After the defeat of Initiative 1100, also backed by Costco, Senate Bill 5942 privatizing the state liquor business was signed by our governor in June. SB 5942 estimates revenues of $300 million next year in fees paid by private parties for the 20-year lease of distribution rights along with 15 percent of liquor sales revenues annually. Why did Costco then spend $22 million pushing Initiative 1183? Hidden in I-1183 are the terms “central warehousing,” “uniform pricing” and “volume discounts.” These terms seem innocent, perhaps meaningless to the public. Don’t be fooled. These are critical components of the federal regulatory three-tier system, which Costco desperately wants dismantled to increase profits.

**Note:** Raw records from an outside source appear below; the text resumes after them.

//! Help dialog component
//!
//! Displays all keyboard shortcuts available in the application.

use crate::action::Action;
use crate::component::Component;
use anyhow::Result;
use crossterm::event::{KeyCode, KeyEvent};
use ratatui::{
    layout::Rect,
    style::{Color, Modifier, Style},
    text::{Line, Span},
    widgets::{Block, Borders, Clear, Paragraph, Scrollbar, ScrollbarOrientation, ScrollbarState},
    Frame,
};

/// Help dialog showing all keyboard shortcuts
#[derive(Default)]
pub struct HelpDialog {
    pub scroll_offset: usize,
}

impl Component for HelpDialog {
    fn handle_key_event(&mut self, key: KeyEvent) -> Result<Option<Action>> {
        let action = match key.code {
            KeyCode::Esc | KeyCode::Char('q') | KeyCode::Char('?') => Some(Action::CloseModal),
            KeyCode::Char('j') | KeyCode::Down => {
                self.scroll_offset = self.scroll_offset.saturating_add(1);
                None
            }
            KeyCode::Char('k') | KeyCode::Up => {
                self.scroll_offset = self.scroll_offset.saturating_sub(1);
                None
            }
            KeyCode::PageDown => {
                self.scroll_offset = self.scroll_offset.saturating_add(10);
                None
            }
            KeyCode::PageUp => {
                self.scroll_offset = self.scroll_offset.saturating_sub(10);
                None
            }
            _ => None,
        };
        Ok(action)
    }

    fn draw(&mut self, frame: &mut Frame, area: Rect) -> Result<()> {
        frame.render_widget(Clear, area);

        let margin = 4;
        let dialog_area = Rect::new(
            margin,
            margin,
            area.width.saturating_sub(margin * 2),
            area.height.saturating_sub(margin * 2),
        );

        let content = build_help_content();
        let total = content.len();
        let visible_height = dialog_area.height.saturating_sub(2) as usize;

        // Clamp scroll offset
        let max_scroll = total.saturating_sub(visible_height);
        if self.scroll_offset > max_scroll {
            self.scroll_offset = max_scroll;
        }

        let paragraph = Paragraph::new(content)
            .block(
                Block::default()
                    .borders(Borders::ALL)
                    .title(" Keyboard Shortcuts ")
                    .title_style(Style::default().fg(Color::Cyan).add_modifier(Modifier::BOLD))
                    .border_style(Style::default().fg(Color::Cyan)),
            )
            .scroll((self.scroll_offset as u16, 0));

        frame.render_widget(paragraph, dialog_area);

        if total > visible_height {
            let mut scrollbar_state =
                ScrollbarState::new(total.saturating_sub(visible_height)).position(self.scroll_offset);

            frame.render_stateful_widget(
                Scrollbar::new(ScrollbarOrientation::VerticalRight)
                    .begin_symbol(Some("↑"))
                    .end_symbol(Some("↓")),
                dialog_area.inner(ratatui::layout::Margin {
                    vertical: 1,
                    horizontal: 0,
                }),
                &mut scrollbar_state,
            );
        }

        Ok(())
    }
}

/// Build the help content with all keyboard shortcuts
fn build_help_content() -> Vec<Line<'static>> {
    let mut lines = Vec::new();

    let add_section = |lines: &mut Vec<Line<'static>>, title: &str| {
        lines.push(Line::from(""));
        lines.push(Line::from(Span::styled(
            format!("  {} ", title),
            Style::default()
                .fg(Color::Yellow)
                .add_modifier(Modifier::BOLD),
        )));
        lines.push(Line::from(Span::styled(
            format!("  {}", "─".repeat(title.len() + 2)),
            Style::default().fg(Color::DarkGray),
        )));
    };

    let add_shortcut = |lines: &mut Vec<Line<'static>>, key: &str, description: &str| {
        lines.push(Line::from(vec![
            Span::styled(
                format!("  {:12}", key),
                Style::default().fg(Color::Cyan).add_modifier(Modifier::BOLD),
            ),
            Span::styled(description.to_string(), Style::default().fg(Color::White)),
        ]));
    };

    add_section(&mut lines, "Form");
    add_shortcut(&mut lines, "Tab / ↓", "Focus next field");
    add_shortcut(&mut lines, "Shift+Tab / ↑", "Focus previous field");
    add_shortcut(&mut lines, "← / →", "Cycle dialect or case transform");
    add_shortcut(&mut lines, "Enter", "Activate focused field");
    add_shortcut(&mut lines, "o", "Open the CSV file picker");

    add_section(&mut lines, "Conversion");
    add_shortcut(&mut lines, "s", "Submit the conversion request");
    add_shortcut(&mut lines, "c", "Copy generated DML to clipboard");

    add_section(&mut lines, "Result Panel");
    add_shortcut(&mut lines, "j / k", "Scroll down / up one line");
    add_shortcut(&mut lines, "PgDn / PgUp", "Scroll one page");

    add_section(&mut lines, "File Picker");
    add_shortcut(&mut lines, "j/k / ↓/↑", "Move selection");
    add_shortcut(&mut lines, "Enter", "Open directory / choose file");
    add_shortcut(&mut lines, "Esc", "Close without choosing");

    add_section(&mut lines, "General");
    add_shortcut(&mut lines, "?", "Show this help");
    add_shortcut(&mut lines, "q / Esc", "Quit (with confirmation)");

    lines.push(Line::from(""));
    lines.push(Line::from(Span::styled(
        "  Press q, Esc, or ? to close",
        Style::default().fg(Color::DarkGray),
    )));

    lines
}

Costco first failed to deregulate the liquor industry via our legislative system. Our state elected officials said “no.” In 2008, Costco failed via the judicial system. The federal court ruled against Costco’s desire to deregulate “central warehousing,” “uniform pricing” and “volume discounts” (Costco vs. Hoen, 9th Circuit Court). Costco’s recent failure was I-1100 when voters said “no.”
Costco wants only what is best for Costco — higher profits with disregard to societal costs. Elected officials, our judicial system and voters have all said “no.” Vote smart. “No” on I-1183.